Genesis Breyer P-Orridge has had a long career on the cutting edge of creative thought and confrontational art.
P-Orridge sees it as an effort to have the concept of identity transcend gender — transcend the physical body, even. It’s related to the deep love P-Orridge felt for wife Lady Jaye Breyer, and their desire to evolve through surgical alterations beyond male- and female-ness into a third gender to match their united consciousness. Since Lady Jaye “dropped her body” in 2007, P-Orridge has sought to keep their spiritual oneness alive — using the term “s/he” as gender identification and saying “we” and “us” as much as possible instead of “I” and “me.” Theirs is a fascinating and passionate love story, already the subject of a documentary.

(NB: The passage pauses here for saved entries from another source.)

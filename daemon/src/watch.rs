//! Local tester: opens devices directly and prints their events without
//! going through the RPC service.

use ::anyhow::Result;

use crate::manager::{self, InputManager};

pub(crate) async fn run(cfg: ::config::Config, opts: super::WatchOpts) -> Result<()> {
    let alias = opts.name.unwrap_or_else(|| cfg.server.device_name.clone());
    let types = manager::parse_device_types(&cfg.server.device_types)?;
    let bus = manager::parse_device_bus(&cfg.server.device_bus)?;

    let manager = InputManager::new(cfg.server.exclusive);
    let devices = manager.open_devices(&alias, types, bus)?;
    println!("{:<16} {:<40} {:<12}", "TYPE", "NAME", "BUS");
    for device in &devices {
        println!(
            "{:<16} {:<40} {:<12}",
            format!("{:?}", device.device_type),
            device.name,
            format!("{:?}", device.bus)
        );
    }

    let mut events = manager.subscribe();
    println!("watching for events, press CTRL+C to end");
    let mut printed_header = false;
    loop {
        ::tokio::select! {
            event = events.recv() => match event {
                Some(event) => crate::client::print_event(&event, &mut printed_header),
                None => break,
            },
            _ = ::tokio::signal::ctrl_c() => break,
        }
    }
    manager.unsubscribe(events);
    manager.close();
    Ok(())
}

“It’s really very simple,” P-Orridge says during a telephone interview. “We were both in love so incredibly deeply we wanted to devour each other, not like cannibals but as consciousness — to embrace each other and let go of every sign and thought of individual ego to become one new being created by the combination of the two.”
P-Orridge, born in England in 1950 as Neil Andrew Megson, has had a long career on the cutting edge of creative thought and confrontational art — a first band, Throbbing Gristle, basically defined Industrial music in the 1970s. P-Orridge has headed Psychic TV since the 1980s, which has made music bracingly experimental, though sometimes downright catchy — 2016’s Alienist has a rousing version of Harry Nilsson’s “Jump Into the Fire.”

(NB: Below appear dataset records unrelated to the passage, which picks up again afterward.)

//! RPC client: dials an input service, re-materialises wire events into
//! local event objects and forwards them to a caller-supplied channel.

use ::anyhow::{Context, Result};
use ::log::info;
use ::std::net::SocketAddr;
use ::std::time::Duration;
use ::tokio::sync::{mpsc, oneshot};
use ::tonic::transport::{Channel, Endpoint};
use ::tonic::{Code, Request, Status};

use ::proto::input as pb;

use crate::error::Error;
use crate::event::{DeviceType, EventKind, InputEvent};
use crate::manager::DeviceInfo;
use crate::wire;

pub struct InputClient {
    inner: pb::input_client::InputClient<Channel>,
    timeout: Duration,
}

impl InputClient {
    /// Dials `addr`. `connect_timeout` bounds connection establishment;
    /// `call_timeout` applies to unary calls, zero meaning none.
    pub async fn connect(
        addr: SocketAddr,
        connect_timeout: Duration,
        call_timeout: Duration,
    ) -> Result<InputClient, Error> {
        let endpoint =
            Endpoint::from_shared(format!("http://{}", addr)).map_err(|_| Error::BadParameter)?;
        let channel = ::tokio::time::timeout(connect_timeout, endpoint.connect())
            .await
            .map_err(|_| Error::DeadlineExceeded)?
            .map_err(|err| {
                Error::Io(::std::io::Error::new(::std::io::ErrorKind::ConnectionRefused, err))
            })?;
        Ok(InputClient { inner: pb::input_client::InputClient::new(channel), timeout: call_timeout })
    }

    fn request<T>(&self, message: T) -> Request<T> {
        let mut request = Request::new(message);
        if !self.timeout.is_zero() {
            request.set_timeout(self.timeout);
        }
        request
    }

    /// Trivially verifies connectivity.
    pub async fn ping(&mut self) -> Result<(), Status> {
        self.inner.ping(self.request(())).await?;
        Ok(())
    }

    /// Snapshot of the devices open on the remote service, as stubs.
    pub async fn devices(&mut self) -> Result<Vec<DeviceInfo>, Status> {
        let reply = self.inner.devices(self.request(())).await?.into_inner();
        Ok(reply.devices.iter().map(wire::from_wire_device).collect())
    }

    /// Streams events into `out` until the server ends the stream or `done`
    /// fires. Keep-alive events never reach `out`; a cancelled stream is a
    /// clean return, not an error.
    pub async fn listen_for_input_events(
        &mut self,
        mut done: oneshot::Receiver<()>,
        out: mpsc::Sender<InputEvent>,
    ) -> Result<(), Status> {
        let mut stream =
            self.inner.listen_for_input_events(Request::new(())).await?.into_inner();
        loop {
            ::tokio::select! {
                message = stream.message() => match message {
                    Ok(Some(message)) => {
                        if wire::is_keep_alive(&message) {
                            continue;
                        }
                        if out.send(wire::from_wire_event(&message)).await.is_err() {
                            // The receiver is gone; stop listening.
                            break;
                        }
                    }
                    Ok(None) => break,
                    Err(status) if status.code() == Code::Cancelled => break,
                    Err(status) => return Err(status),
                },
                // Dropping the stream cancels the call server-side.
                _ = &mut done => break,
            }
        }
        Ok(())
    }
}

pub(crate) async fn run(cfg: ::config::Config, opts: super::ClientOpts) -> Result<()> {
    let addr = opts
        .addr
        .or(cfg.client.addr)
        .context("no server address given; use --addr or the config file")?;
    let connect_timeout = Duration::from_millis(cfg.client.connect_timeout_ms);
    let call_timeout = Duration::from_millis(cfg.client.call_timeout_ms);

    let mut client = InputClient::connect(addr, connect_timeout, call_timeout).await?;
    client.ping().await?;
    let devices = client.devices().await?;
    info!("connected to {}; {} devices open", addr, devices.len());
    for device in &devices {
        info!("  {} {:?} {:?}", device.name, device.device_type, device.bus);
    }

    let (events_tx, mut events) = mpsc::channel(64);
    let (done_tx, done_rx) = oneshot::channel();
    let listener =
        ::tokio::spawn(async move { client.listen_for_input_events(done_rx, events_tx).await });

    let mut printed_header = false;
    loop {
        ::tokio::select! {
            event = events.recv() => match event {
                Some(event) => print_event(&event, &mut printed_header),
                None => break,
            },
            _ = ::tokio::signal::ctrl_c() => break,
        }
    }
    let _ = done_tx.send(());
    listener.await??;
    Ok(())
}

pub(crate) fn print_event(event: &InputEvent, printed_header: &mut bool) {
    if !*printed_header {
        println!("{:<25} {:<28} {:<15} {:<15}", "DEVICE", "KEY/POSITION", "EVENT", "STATE");
        println!(
            "{:<25} {:<28} {:<15} {:<15}",
            "-".repeat(25),
            "-".repeat(28),
            "-".repeat(15),
            "-".repeat(15)
        );
        *printed_header = true;
    }
    println!(
        "{:<25} {:<28} {:<15} {:<15}",
        device_column(event),
        key_position_column(event),
        event_column(event),
        state_column(event)
    );
}

fn device_column(event: &InputEvent) -> String {
    let names: Vec<&str> = [
        (DeviceType::KEYBOARD, "keyboard"),
        (DeviceType::MOUSE, "mouse"),
        (DeviceType::TOUCHSCREEN, "touchscreen"),
        (DeviceType::JOYSTICK, "joystick"),
        (DeviceType::REMOTE, "remote"),
    ]
    .iter()
    .filter(|(flag, _)| event.device_type.contains(*flag))
    .map(|(_, name)| *name)
    .collect();
    if names.is_empty() {
        "unknown".to_owned()
    } else {
        names.join("+")
    }
}

fn key_position_column(event: &InputEvent) -> String {
    match event.kind {
        EventKind::RelPosition => format!("{} => {}", event.relative, event.position),
        EventKind::AbsPosition | EventKind::TouchPosition => event.position.to_string(),
        EventKind::TouchPress | EventKind::TouchRelease => {
            format!("slot {} {}", event.slot, event.position)
        }
        _ => format!("{:?}", event.key_code),
    }
}

fn event_column(event: &InputEvent) -> String {
    format!("{:?}", event.kind).to_uppercase()
}

fn state_column(event: &InputEvent) -> String {
    if !event.device_type.contains(DeviceType::KEYBOARD) {
        return "N/A".to_owned();
    }
    if event.key_state.is_empty() {
        "-".to_owned()
    } else {
        format!("{:?}", event.key_state)
    }
}

#[cfg(test)]
mod tests {
    use super::*;
    use crate::manager::InputManager;
    use crate::server::InputService;
    use ::proto::input::input_server::InputServer;

    async fn serve() -> (SocketAddr, std::sync::Arc<InputManager>) {
        let manager = InputManager::new(false);
        let service = InputService::new(manager.clone(), Duration::from_millis(50));
        let listener = ::tokio::net::TcpListener::bind("127.0.0.1:0").await.unwrap();
        let addr = listener.local_addr().unwrap();
        let incoming = ::tokio_stream::wrappers::TcpListenerStream::new(listener);
        ::tokio::spawn(async move {
            ::tonic::transport::Server::builder()
                .add_service(InputServer::new(service))
                .serve_with_incoming(incoming)
                .await
                .unwrap();
        });
        (addr, manager)
    }

    #[tokio::test]
    async fn ping_and_devices_over_the_wire() {
        let (addr, _manager) = serve().await;
        let mut client =
            InputClient::connect(addr, Duration::from_secs(1), Duration::from_secs(1))
                .await
                .unwrap();
        client.ping().await.unwrap();
        assert!(client.devices().await.unwrap().is_empty());
    }

    #[tokio::test]
    async fn stream_cancel_via_done_is_clean_and_keep_alives_are_suppressed() {
        let (addr, _manager) = serve().await;
        let mut client = InputClient::connect(addr, Duration::from_secs(1), Duration::ZERO)
            .await
            .unwrap();

        let (events_tx, mut events) = mpsc::channel(8);
        let (done_tx, done_rx) = oneshot::channel();
        let listener = ::tokio::spawn(async move {
            client.listen_for_input_events(done_rx, events_tx).await
        });

        // The 50 ms keep-alive ticker has fired several times by now, but
        // none of those events may surface.
        ::tokio::time::sleep(Duration::from_millis(200)).await;
        assert!(events.try_recv().is_err());

        done_tx.send(()).unwrap();
        listener.await.unwrap().unwrap();
    }

    #[tokio::test]
    async fn connect_to_unreachable_address_times_out() {
        // RFC 5737 TEST-NET address; nothing routes there.
        let addr: SocketAddr = "192.0.2.1:50051".parse().unwrap();
        let err = InputClient::connect(addr, Duration::from_millis(100), Duration::ZERO)
            .await
            .err()
            .unwrap();
        assert!(matches!(err, Error::DeadlineExceeded | Error::Io(_)));
    }
}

S/he has worked as a personal assistant to LSD proponent Timothy Leary and also became deeply influenced by the literary technique of cutting up and rearranging text to serendipitously find new meanings, a device developed by William S. Burroughs and Brion Gysin in the ’50s and ’60s.
“We worked with and were friends with Burroughs from 1971 until he passed away,” P-Orridge says. “During those times when we knew each other, we took what he was saying about cutting up language to go deeper — if you imagine words are alive, what’s their agenda?”
Burroughs and Gysin have had a profound impact on P-Orridge’s multifaceted career, as will be evident when P-Orridge and Edley ODowd (drummer from Psychic TV) offer a multimedia presentation at the Woodward Theater for No Response.
“It will be a unique backdrop of video cut-ups and imagery, contemporary chamber music by Edley and then my voice,” P-Orridge says of the live performance. “We call it expanded poetry, because there’s an improvisational aspect to it. We can start reading something, then it can become a political rant, then it can become a philosophical memory, and so on. We follow written lyrics and poems and also invent as we go. We’ve been doing it all over Europe and the world.”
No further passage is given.